• _EXERCISE DIRECTIONS_
Your answer should consist of each line from the data below that contains "where".

• _SOURCE DATA_
==========

//! Filesystem-backed [`ObjectStore`] for development and tests.
//!
//! Payloads live beneath `root/{bucket}/{shard}/{shard}/{key}` where the two
//! shard levels come from MD5(bucket/key). Writes go to a temporary file that
//! is renamed into place, so readers never observe a partial object.
//!
//! Presigned URLs point at the API's `/objects/{bucket}/{*key}` route and
//! carry an expiry timestamp plus an HMAC-SHA256 signature over
//! `bucket\nkey\nexpires`.

use crate::models::variant::content_type_for;
use crate::services::storage::{
    ObjectInfo, ObjectStore, PresignedUrl, StorageError, StorageResult, ensure_bucket_name_safe,
    ensure_key_safe,
};
use async_trait::async_trait;
use bytes::Bytes;
use chrono::{DateTime, TimeDelta, Utc};
use hmac::{Hmac, Mac};
use sha2::Sha256;
use std::{
    io::{self, ErrorKind, SeekFrom},
    path::{Path, PathBuf},
    time::Duration,
};
use tokio::{
    fs::{self, File},
    io::{AsyncReadExt, AsyncSeekExt, AsyncWriteExt},
};
use tracing::debug;
use url::Url;
use uuid::Uuid;

type HmacSha256 = Hmac<Sha256>;

/// Route prefix the API mounts the signed-object handler under.
pub const OBJECTS_ROUTE_PREFIX: &str = "objects";

#[derive(Clone)]
pub struct LocalStore {
    /// Base directory on disk where object payloads are stored.
    base_path: PathBuf,
    /// Public URL of the API process, used as the root of presigned URLs.
    public_url: Url,
    signing_secret: String,
}

impl LocalStore {
    pub fn new(
        base_path: impl Into<PathBuf>,
        public_url: Url,
        signing_secret: impl Into<String>,
    ) -> Self {
        Self {
            base_path: base_path.into(),
            public_url,
            signing_secret: signing_secret.into(),
        }
    }

    fn bucket_root(&self, bucket: &str) -> PathBuf {
        self.base_path.join(bucket)
    }

    /// Two-level shard directories derived from MD5(bucket/key).
    fn object_shards(bucket: &str, key: &str) -> (String, String) {
        let digest = md5::compute(format!("{}/{}", bucket, key));
        (format!("{:02x}", digest[0]), format!("{:02x}", digest[1]))
    }

    /// Physical path of an object payload. Parent directories may not exist.
    fn object_path(&self, bucket: &str, key: &str) -> PathBuf {
        let (shard_a, shard_b) = Self::object_shards(bucket, key);
        let mut path = self.bucket_root(bucket);
        path.push(shard_a);
        path.push(shard_b);
        path.push(key);
        path
    }

    fn validate(bucket: &str, key: &str) -> StorageResult<()> {
        ensure_bucket_name_safe(bucket)?;
        ensure_key_safe(key)
    }

    fn signature(&self, bucket: &str, key: &str, expires: i64) -> StorageResult<String> {
        let mut mac = HmacSha256::new_from_slice(self.signing_secret.as_bytes())
            .map_err(|_| StorageError::InvalidSignature)?;
        mac.update(format!("{bucket}\n{key}\n{expires}").as_bytes());
        Ok(hex::encode(mac.finalize().into_bytes()))
    }

    /// Check a signature produced by [`ObjectStore::presign_get`].
    ///
    /// Fails with `InvalidSignature` when the signature does not match or the
    /// link expired before `now`.
    pub fn verify_signature(
        &self,
        bucket: &str,
        key: &str,
        expires: i64,
        signature: &str,
        now: DateTime<Utc>,
    ) -> StorageResult<()> {
        if now.timestamp() > expires {
            return Err(StorageError::InvalidSignature);
        }

        let provided = hex::decode(signature).map_err(|_| StorageError::InvalidSignature)?;
        let mut mac = HmacSha256::new_from_slice(self.signing_secret.as_bytes())
            .map_err(|_| StorageError::InvalidSignature)?;
        mac.update(format!("{bucket}\n{key}\n{expires}").as_bytes());
        mac.verify_slice(&provided)
            .map_err(|_| StorageError::InvalidSignature)
    }

    /// Open an object for streaming.
    ///
    /// The content type is sniffed from the leading bytes, falling back to
    /// the key's extension; the handle is rewound before it is returned.
    pub async fn open_object(&self, bucket: &str, key: &str) -> StorageResult<(File, ObjectInfo)> {
        Self::validate(bucket, key)?;
        let path = self.object_path(bucket, key);
        let mut file = File::open(&path)
            .await
            .map_err(|err| not_found_or_io(err, bucket, key))?;
        let size_bytes = file.metadata().await?.len();

        let mut head = [0u8; 16];
        let read = file.read(&mut head).await?;
        file.seek(SeekFrom::Start(0)).await?;
        let content_type = image::guess_format(&head[..read])
            .map(|format| format.to_mime_type())
            .unwrap_or_else(|_| content_type_for(key));

        Ok((
            file,
            ObjectInfo {
                key: key.to_string(),
                size_bytes,
                content_type: Some(content_type.to_string()),
            },
        ))
    }

    fn presigned_url(&self, bucket: &str, key: &str, expires: i64) -> StorageResult<Url> {
        let signature = self.signature(bucket, key, expires)?;
        let mut url = self.public_url.clone();
        url.path_segments_mut()
            .map_err(|_| StorageError::Backend {
                operation: "presign",
                bucket: bucket.to_string(),
                key: key.to_string(),
                message: "public url cannot be a base".into(),
            })?
            .pop_if_empty()
            .push(OBJECTS_ROUTE_PREFIX)
            .push(bucket)
            .extend(key.split('/'));
        url.query_pairs_mut()
            .append_pair("expires", &expires.to_string())
            .append_pair("signature", &signature);
        Ok(url)
    }
}

#[async_trait]
impl ObjectStore for LocalStore {
    fn name(&self) -> &'static str {
        "local"
    }

    async fn put_object(
        &self,
        bucket: &str,
        key: &str,
        body: Bytes,
        content_type: &str,
    ) -> StorageResult<ObjectInfo> {
        Self::validate(bucket, key)?;

        let file_path = self.object_path(bucket, key);
        let parent = file_path.parent().map(Path::to_path_buf).ok_or_else(|| {
            StorageError::Io(io::Error::new(
                ErrorKind::Other,
                "object path missing parent directory",
            ))
        })?;
        fs::create_dir_all(&parent).await?;

        let tmp_path = parent.join(format!(".tmp-{}", Uuid::new_v4()));
        if let Err(err) = write_file(&tmp_path, &body).await {
            let _ = fs::remove_file(&tmp_path).await;
            return Err(StorageError::Io(err));
        }

        if let Err(err) = fs::rename(&tmp_path, &file_path).await {
            let _ = fs::remove_file(&tmp_path).await;
            return Err(StorageError::Io(err));
        }

        debug!(bucket, key, size = body.len(), "stored object {}", file_path.display());

        Ok(ObjectInfo {
            key: key.to_string(),
            size_bytes: body.len() as u64,
            content_type: Some(content_type.to_string()),
        })
    }

    async fn get_object(&self, bucket: &str, key: &str) -> StorageResult<Bytes> {
        Self::validate(bucket, key)?;
        let data = fs::read(self.object_path(bucket, key))
            .await
            .map_err(|err| not_found_or_io(err, bucket, key))?;
        Ok(Bytes::from(data))
    }

    async fn head_object(&self, bucket: &str, key: &str) -> StorageResult<ObjectInfo> {
        Self::validate(bucket, key)?;
        let meta = fs::metadata(self.object_path(bucket, key))
            .await
            .map_err(|err| not_found_or_io(err, bucket, key))?;
        Ok(ObjectInfo {
            key: key.to_string(),
            size_bytes: meta.len(),
            content_type: None,
        })
    }

    async fn presign_get(
        &self,
        bucket: &str,
        key: &str,
        expires_in: Duration,
    ) -> StorageResult<PresignedUrl> {
        Self::validate(bucket, key)?;
        let ttl = TimeDelta::from_std(expires_in).map_err(|err| StorageError::Backend {
            operation: "presign",
            bucket: bucket.to_string(),
            key: key.to_string(),
            message: err.to_string(),
        })?;
        let expires_at = Utc::now() + ttl;
        let url = self.presigned_url(bucket, key, expires_at.timestamp())?;

        Ok(PresignedUrl {
            url: url.to_string(),
            expires_at,
        })
    }

    /// Creates the bucket directory on first use, then performs a
    /// write/read/delete round trip inside it.
    async fn check_bucket(&self, bucket: &str) -> StorageResult<()> {
        ensure_bucket_name_safe(bucket)?;
        let root = self.bucket_root(bucket);
        fs::create_dir_all(&root).await?;

        let probe = root.join(format!(".readyz-{}", Uuid::new_v4()));
        fs::write(&probe, b"readyz").await?;
        let read_back = fs::read(&probe).await;
        let _ = fs::remove_file(&probe).await;

        if read_back? != b"readyz" {
            return Err(StorageError::Io(io::Error::new(
                ErrorKind::Other,
                "probe file content mismatch",
            )));
        }
        Ok(())
    }
}

async fn write_file(path: &Path, body: &[u8]) -> io::Result<()> {
    let mut file = File::create(path).await?;
    file.write_all(body).await?;
    file.flush().await?;
    file.sync_all().await
}

fn not_found_or_io(err: io::Error, bucket: &str, key: &str) -> StorageError {
    if err.kind() == ErrorKind::NotFound {
        StorageError::ObjectNotFound {
            bucket: bucket.to_string(),
            key: key.to_string(),
        }
    } else {
        StorageError::Io(err)
    }
}
use chrono::{DateTime, Utc};
use serde::{Deserialize, Serialize};
use std::path::PathBuf;

#[derive(Debug, Clone, Copy, PartialEq, Eq, Serialize, Deserialize)]
#[serde(rename_all = "snake_case")]
pub enum JobStatus {
    Pending,
    Downloading,
    Done,
    Error,
}

impl JobStatus {
    pub fn is_terminal(self) -> bool {
        matches!(self, JobStatus::Done | JobStatus::Error)
    }

    /// Position in the lifecycle; a job never moves to a lower rank
    fn rank(self) -> u8 {
        match self {
            JobStatus::Pending => 0,
            JobStatus::Downloading => 1,
            JobStatus::Done | JobStatus::Error => 2,
        }
    }

    pub fn can_advance_to(self, next: JobStatus) -> bool {
        !self.is_terminal() && next.rank() >= self.rank()
    }
}

/// One acquisition job as seen by pollers
#[derive(Debug, Clone, PartialEq, Eq, Serialize, Deserialize)]
#[serde(rename_all = "camelCase")]
pub struct JobState {
    pub id: String,
    pub status: JobStatus,
    pub progress: u8,
    pub result_path: Option<PathBuf>,
    pub display_filename: Option<String>,
    pub error_message: Option<String>,
    #[serde(with = "chrono::serde::ts_seconds")]
    pub created_at: DateTime<Utc>,
    #[serde(with = "chrono::serde::ts_seconds")]
    pub updated_at: DateTime<Utc>,
}

impl JobState {
    pub fn pending(id: impl Into<String>) -> Self {
        let now = Utc::now();
        Self {
            id: id.into(),
            status: JobStatus::Pending,
            progress: 0,
            result_path: None,
            display_filename: None,
            error_message: None,
            created_at: now,
            updated_at: now,
        }
    }
}

/// What a client asked to acquire
#[derive(Debug, Clone, PartialEq, Eq)]
pub struct JobRequest {
    pub url: String,
    /// Backend selector; `None` lets the executor pick one
    pub format_selector: Option<String>,
}

impl JobRequest {
    pub fn new(url: impl Into<String>, format_selector: Option<String>) -> Self {
        Self {
            url: url.into(),
            format_selector: format_selector.filter(|s| !s.trim().is_empty()),
        }
    }
}

#[cfg(test)]
mod tests {
    use super::*;

    #[test]
    fn status_only_advances() {
        assert!(JobStatus::Pending.can_advance_to(JobStatus::Downloading));
        assert!(JobStatus::Pending.can_advance_to(JobStatus::Error));
        assert!(JobStatus::Downloading.can_advance_to(JobStatus::Downloading));
        assert!(JobStatus::Downloading.can_advance_to(JobStatus::Done));
        assert!(!JobStatus::Downloading.can_advance_to(JobStatus::Pending));
        assert!(!JobStatus::Done.can_advance_to(JobStatus::Error));
        assert!(!JobStatus::Error.can_advance_to(JobStatus::Done));
    }

    #[test]
    fn status_serializes_lowercase() {
        assert_eq!(serde_json::to_string(&JobStatus::Downloading).unwrap(), "\"downloading\"");
        assert_eq!(serde_json::to_string(&JobStatus::Done).unwrap(), "\"done\"");
    }

    #[test]
    fn blank_selector_means_default() {
        assert_eq!(JobRequest::new("u", Some("  ".to_string())).format_selector, None);
        assert_eq!(
            JobRequest::new("u", Some("best".to_string())).format_selector.as_deref(),
            Some("best")
        );
    }
}
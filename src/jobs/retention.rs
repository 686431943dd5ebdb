//! Eviction of finished jobs and their files

use chrono::Utc;
use std::path::{Path, PathBuf};
use std::sync::Arc;
use std::time::Duration;
use tokio::task::JoinHandle;
use tracing::{debug, info, warn};

use super::registry::JobRegistry;
use crate::config::RetentionConfig;
use crate::observability::Metrics;

/// Remove terminal jobs older than `ttl` and delete their artifacts.
///
/// Returns the number of jobs removed. Each artifact lives in its own
/// sub-directory of `downloads_dir`; that directory goes with it, along with
/// any partial files the backend left behind.
pub async fn sweep_once(
    registry: &JobRegistry,
    ttl: Duration,
    downloads_dir: &Path,
    metrics: &Metrics,
) -> usize {
    let expired = registry.prune_expired(ttl, Utc::now());

    for job in &expired {
        let Some(path) = &job.result_path else {
            continue;
        };
        match tokio::fs::remove_file(path).await {
            Ok(()) => debug!(job_id = %job.id, path = %path.display(), "Artifact removed"),
            Err(e) if e.kind() == std::io::ErrorKind::NotFound => {}
            Err(e) => warn!(job_id = %job.id, path = %path.display(), error = %e, "Artifact not removed"),
        }

        let job_dir = path
            .parent()
            .filter(|p| *p != downloads_dir && p.starts_with(downloads_dir));
        if let Some(job_dir) = job_dir {
            if let Err(e) = tokio::fs::remove_dir_all(job_dir).await {
                if e.kind() != std::io::ErrorKind::NotFound {
                    warn!(job_id = %job.id, path = %job_dir.display(), error = %e, "Job directory not removed");
                }
            }
        }
    }

    if !expired.is_empty() {
        info!(count = expired.len(), "Pruned expired jobs");
        metrics.jobs_pruned(expired.len() as u64);
    }
    expired.len()
}

/// Run [`sweep_once`] every `sweep_interval_secs` until the runtime stops.
pub fn spawn_sweeper(
    registry: Arc<JobRegistry>,
    config: &RetentionConfig,
    downloads_dir: PathBuf,
    metrics: Arc<Metrics>,
) -> JoinHandle<()> {
    let ttl = Duration::from_secs(config.job_ttl_secs);
    let period = Duration::from_secs(config.sweep_interval_secs);

    tokio::spawn(async move {
        let mut interval = tokio::time::interval(period);
        // The first tick completes immediately
        interval.tick().await;

        loop {
            interval.tick().await;
            sweep_once(&registry, ttl, &downloads_dir, &metrics).await;
        }
    })
}

#[cfg(test)]
mod tests {
    use super::*;
    use crate::jobs::models::JobState;
    use tempfile::TempDir;

    #[tokio::test]
    async fn sweep_removes_expired_artifacts() {
        let dir = TempDir::new().unwrap();
        let job_dir = dir.path().join("job-subdir");
        std::fs::create_dir(&job_dir).unwrap();
        let nested = job_dir.join("song.mp3");
        let flat = dir.path().join("abc_clip.mp4");
        std::fs::write(&nested, b"a").unwrap();
        std::fs::write(&flat, b"v").unwrap();

        let registry = JobRegistry::new();
        let metrics = Metrics::new();
        for (id, path) in [("a", &nested), ("b", &flat)] {
            registry.create(JobState::pending(id));
            registry
                .complete(id, path.clone(), "x".to_string())
                .unwrap();
        }
        registry.create(JobState::pending("running"));

        tokio::time::sleep(Duration::from_millis(5)).await;
        let removed = sweep_once(&registry, Duration::ZERO, dir.path(), &metrics).await;

        assert_eq!(removed, 2);
        assert!(!nested.exists());
        assert!(!job_dir.exists());
        assert!(!flat.exists());
        assert!(dir.path().exists());
        assert_eq!(registry.len(), 1);
        assert_eq!(metrics.snapshot().jobs_pruned, 2);
    }

    #[tokio::test]
    async fn expiring_job_leaves_newer_same_name_artifact() {
        let dir = TempDir::new().unwrap();
        let registry = JobRegistry::new();
        let metrics = Metrics::new();

        let mut paths = Vec::new();
        for id in ["old", "new"] {
            let job_dir = dir.path().join(format!("dir-{id}"));
            std::fs::create_dir(&job_dir).unwrap();
            let path = job_dir.join("abc_Clip.mp4");
            std::fs::write(&path, id).unwrap();
            std::fs::write(job_dir.join("abc_Clip.f137.mp4.part"), b"x").unwrap();

            registry.create(JobState::pending(id));
            registry.complete(id, path.clone(), "Clip.mp4".to_string()).unwrap();
            paths.push(path);
            if id == "old" {
                tokio::time::sleep(Duration::from_millis(300)).await;
            }
        }

        let removed = sweep_once(&registry, Duration::from_millis(150), dir.path(), &metrics).await;

        assert_eq!(removed, 1);
        assert!(!paths[0].parent().unwrap().exists());
        assert_eq!(std::fs::read(&paths[1]).unwrap(), b"new");
        assert!(registry.get("new").is_ok());
    }

    #[tokio::test]
    async fn fresh_jobs_survive() {
        let dir = TempDir::new().unwrap();
        let registry = JobRegistry::new();
        let metrics = Metrics::new();
        registry.create(JobState::pending("a"));
        registry.fail("a", "boom").unwrap();

        let removed = sweep_once(&registry, Duration::from_secs(3600), dir.path(), &metrics).await;
        assert_eq!(removed, 0);
        assert_eq!(registry.len(), 1);
    }
}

==========

• _SOLVED EXERCISE_
//! Payloads live beneath `root/{bucket}/{shard}/{shard}/{key}` where the two
    /// Base directory on disk where object payloads are stored.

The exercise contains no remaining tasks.